Deze gebedsorientatie dateert van de vroegste christelijke tijd en werd altijd als belangrijk onderdeel van de liturgie en van persoonlijk gebed gezien. Het richt zich op Christus die mens werd, die onze wereld binnenkwam. En het ziet uit naar zijn wederkomst.
Een tweede verandering is dat aan de oostkant van de kerk een tafel staat waarop de eucharistie wordt gevierd. We zagen, die eucharistie is een binnengaan in de liturgie van de hemel. Door daaraan deel te nemen, nemen we deel aan het eeuwige offer dat Christus bracht. Het altaar betekent het binnenkomen in de gemeenschap van Hem die als de zon uit het oosten komt en het uitgaan van de gemeenschap uit deze wereld door het voorhangsel dat gescheurd is.
Het altaar is dus op het oosten gericht en is daar onderdeel van.
Het derde verschil is dat waar in de synagoge de Thora centraal stond als verwijzing naar God en de tempel, de kerk daarvoor het Evangelie heeft. Alleen het Evangelie opent de Thora voor ons.
De troon van Mozes ontwikkelde zich spontaan tot de troon van de bisschop, die het Woord van God aan het volk doorgaf. Als die klaar was met zijn preek, die vaak van een plaats in het midden van de zaal werd gehouden omdat toen microfoons ontbraken, klonken de woorden: 'keert u tot de Heer', wat heel concreet betekende: volg de bisschop in de richting van het altaar, kijk naar het oosten.

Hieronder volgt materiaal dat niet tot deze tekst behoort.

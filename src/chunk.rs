//! Content-aware chunker.
//!
//! Splits raw ingested text into [`ContextChunk`]s bounded by a token
//! budget. Three strategies exist and one is picked per document:
//!
//! | Kind | Condition | Strategy |
//! |------|-----------|----------|
//! | `code` | always | line walk, split at declaration openers or when over budget |
//! | `documentation` | content contains `#` | split at markdown headings |
//! | anything else | | greedy packing of blank-line separated paragraphs |
//!
//! Every chunk's `tokens` is [`estimate_tokens`] of its stored content.
//! Chunks are never empty after trimming, and chunking is pure apart from
//! generating a fresh UUID per chunk.
//!
//! # Example
//!
//! ```rust
//! use context_toolbox::chunk::chunk;
//! use context_toolbox::models::ContentKind;
//!
//! let chunks = chunk("function a(){}\nfunction b(){}\n", "app.js", ContentKind::Code);
//! assert_eq!(chunks.len(), 2);
//! assert_eq!(chunks[0].metadata.language.as_deref(), Some("javascript"));
//! ```

use regex::Regex;
use std::sync::OnceLock;
use uuid::Uuid;

use crate::language::Language;
use crate::models::{ChunkMetadata, ContentKind, ContextChunk};

/// Default per-chunk budget, in estimated tokens.
pub const CHUNK_SIZE: usize = 1000;

/// Approximate characters-per-token ratio.
const CHARS_PER_TOKEN: usize = 4;

/// Estimate the token count of `text` as `ceil(chars / 4)`.
///
/// Counts Unicode scalar values, not bytes. This is a heuristic and does
/// not match any particular model tokenizer.
pub fn estimate_tokens(text: &str) -> usize {
    tokens_for_chars(text.chars().count())
}

fn tokens_for_chars(chars: usize) -> usize {
    chars.div_ceil(CHARS_PER_TOKEN)
}

/// Chunk `content` with the default [`CHUNK_SIZE`] budget.
pub fn chunk(content: &str, source: &str, kind: ContentKind) -> Vec<ContextChunk> {
    chunk_with_budget(content, source, kind, CHUNK_SIZE)
}

/// Chunk `content` using the strategy selected by `kind`.
///
/// Returns an empty vector for empty or whitespace-only input. A
/// `documentation` document without any `#` falls back to paragraph
/// chunking.
pub fn chunk_with_budget(
    content: &str,
    source: &str,
    kind: ContentKind,
    max_tokens: usize,
) -> Vec<ContextChunk> {
    if content.trim().is_empty() {
        return Vec::new();
    }

    match kind {
        ContentKind::Code => chunk_code(content, source, max_tokens),
        ContentKind::Documentation if content.contains('#') => {
            chunk_markdown(content, source, max_tokens)
        }
        _ => chunk_paragraphs(content, source, kind, max_tokens),
    }
}

/// Lines accumulated for the chunk currently being built.
struct LineBuffer<'a> {
    lines: Vec<&'a str>,
    first_line: usize,
    chars: usize,
}

impl<'a> LineBuffer<'a> {
    fn new() -> Self {
        Self {
            lines: Vec::new(),
            first_line: 1,
            chars: 0,
        }
    }

    fn push(&mut self, line_no: usize, line: &'a str) {
        if self.lines.is_empty() {
            self.first_line = line_no;
        }
        self.lines.push(line);
        // Each buffered line carries its trailing newline.
        self.chars += line.chars().count() + 1;
    }

    fn tokens(&self) -> usize {
        tokens_for_chars(self.chars)
    }

    /// Emit the buffered lines as a chunk and reset. Blank lines at either
    /// edge are excluded from the line range; an all-blank buffer yields
    /// nothing.
    fn flush(&mut self, source: &str, language: Language) -> Option<ContextChunk> {
        let lines = std::mem::take(&mut self.lines);
        self.chars = 0;

        let first = lines.iter().position(|l| !l.trim().is_empty())?;
        let last = lines.iter().rposition(|l| !l.trim().is_empty())?;
        let content = lines[first..=last].join("\n");

        let mut metadata = ChunkMetadata::new(source, ContentKind::Code);
        metadata.language = Some(language.as_str().to_string());
        metadata.file_path = Some(source.to_string());
        metadata.start_line = Some(self.first_line + first);
        metadata.end_line = Some(self.first_line + last);

        Some(make_chunk(content.trim(), metadata))
    }
}

/// Walk `content` line by line. A line matching a boundary pattern of the
/// detected language starts a new chunk; a buffer whose estimate exceeds
/// `max_tokens` is flushed including the line that pushed it over.
fn chunk_code(content: &str, source: &str, max_tokens: usize) -> Vec<ContextChunk> {
    let language = Language::from_locator(source);
    let mut chunks = Vec::new();
    let mut buf = LineBuffer::new();

    for (i, line) in content.split('\n').enumerate() {
        let line_no = i + 1;

        if language.is_boundary(line) && !buf.lines.is_empty() {
            chunks.extend(buf.flush(source, language));
        }

        buf.push(line_no, line);

        if buf.tokens() > max_tokens {
            chunks.extend(buf.flush(source, language));
        }
    }

    chunks.extend(buf.flush(source, language));
    chunks
}

fn heading_regex() -> &'static Regex {
    static RE: OnceLock<Regex> = OnceLock::new();
    RE.get_or_init(|| Regex::new(r"(?m)^#+\s").expect("static heading regex"))
}

fn paragraph_break_regex() -> &'static Regex {
    static RE: OnceLock<Regex> = OnceLock::new();
    RE.get_or_init(|| Regex::new(r"\n\s*\n").expect("static paragraph regex"))
}

/// Split on heading markers. Each section after the first keeps the exact
/// marker that introduced it; the preamble before the first heading is
/// kept as-is. Oversized sections go through paragraph chunking.
fn chunk_markdown(content: &str, source: &str, max_tokens: usize) -> Vec<ContextChunk> {
    let mut sections: Vec<(&str, &str)> = Vec::new();
    let mut prefix = "";
    let mut last = 0;

    for m in heading_regex().find_iter(content) {
        sections.push((prefix, &content[last..m.start()]));
        prefix = m.as_str();
        last = m.end();
    }
    sections.push((prefix, &content[last..]));

    let mut chunks = Vec::new();
    for (prefix, body) in sections {
        if body.trim().is_empty() {
            continue;
        }
        let section = format!("{}{}", prefix, body);
        if estimate_tokens(&section) > max_tokens {
            chunks.extend(chunk_paragraphs(
                &section,
                source,
                ContentKind::Documentation,
                max_tokens,
            ));
        } else {
            chunks.push(make_chunk(
                section.trim(),
                ChunkMetadata::new(source, ContentKind::Documentation),
            ));
        }
    }
    chunks
}

/// Greedily pack blank-line separated paragraphs, joined by `"\n\n"`.
///
/// A single paragraph larger than the budget is emitted whole; it is not
/// subdivided.
fn chunk_paragraphs(
    content: &str,
    source: &str,
    kind: ContentKind,
    max_tokens: usize,
) -> Vec<ContextChunk> {
    let mut chunks = Vec::new();
    let mut buf = String::new();
    let mut buf_chars = 0usize;

    let flush = |buf: &mut String, chunks: &mut Vec<ContextChunk>| {
        let trimmed = buf.trim();
        if !trimmed.is_empty() {
            chunks.push(make_chunk(trimmed, ChunkMetadata::new(source, kind)));
        }
        buf.clear();
    };

    for para in paragraph_break_regex().split(content) {
        if para.trim().is_empty() {
            continue;
        }
        let para_chars = para.chars().count();

        if buf.is_empty() {
            buf.push_str(para);
            buf_chars = para_chars;
            continue;
        }

        if tokens_for_chars(buf_chars + 2 + para_chars) > max_tokens {
            flush(&mut buf, &mut chunks);
            buf.push_str(para);
            buf_chars = para_chars;
        } else {
            buf.push_str("\n\n");
            buf.push_str(para);
            buf_chars += 2 + para_chars;
        }
    }

    flush(&mut buf, &mut chunks);
    chunks
}

fn make_chunk(content: &str, metadata: ChunkMetadata) -> ContextChunk {
    ContextChunk {
        id: Uuid::new_v4().to_string(),
        content: content.to_string(),
        metadata,
        tokens: estimate_tokens(content),
    }
}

De kerk had dus twee centra: die rond de preekstoel, en die rond het altaar. Iedeen draaide zich met degene die de eucharistie vierde, naar het oosten.
Een ander opvallend verschil met de synagoge was, dat in de kerk de vrouwen die in de synagoge in een galerij verborgen bleven, in de kerk mochten komen om aan de eredienst mee te doen. De synagoge was voor mannen. De publieke Liturgie van het Woord en de Eucharistie werd niet aan vrouwen gegeven, maar ze kregen met de mannen een gelijke plaats rond de preekstoel en het altaar.
Nav Joseph Cardinal Ratzinger, The Spirit of the Liturgy (Ignatius Press, San Francisco, 2000) pp. 62-73.
5 opmerkingen:
interessant, wist ik allemaal niet. Ik ben dit hoofdstuk maar eens in het boek zelf aan het lezen. Gek genoeg is dat grotendeels bij google books te vinden!
De vroege kerk sloot zeer nauw aan bij het Jodendom. Er is nogal wat geschreven de laatste jaren over het feit (?) dat gedurende de eerste eeuwen, de grenzen tussen kerk en synagoge beslist wat vaag waren. En dat dit precies de reden was waarom kerkleiders soms fel van leer trokken tegen de synagode - omdat ze wilden dat hun christenen zouden stoppen met naar de synangoge te gaan tijdens de feesten en zo.
Synagoge
aha. Nog andere goede boeken die je me kan aanraden over het ontstaan van de heilige ruimte in het christendom?
Menno, ik ben geheel geen expertt en ben zelf aan het speuren :-) maar hou je hier op de hoogte.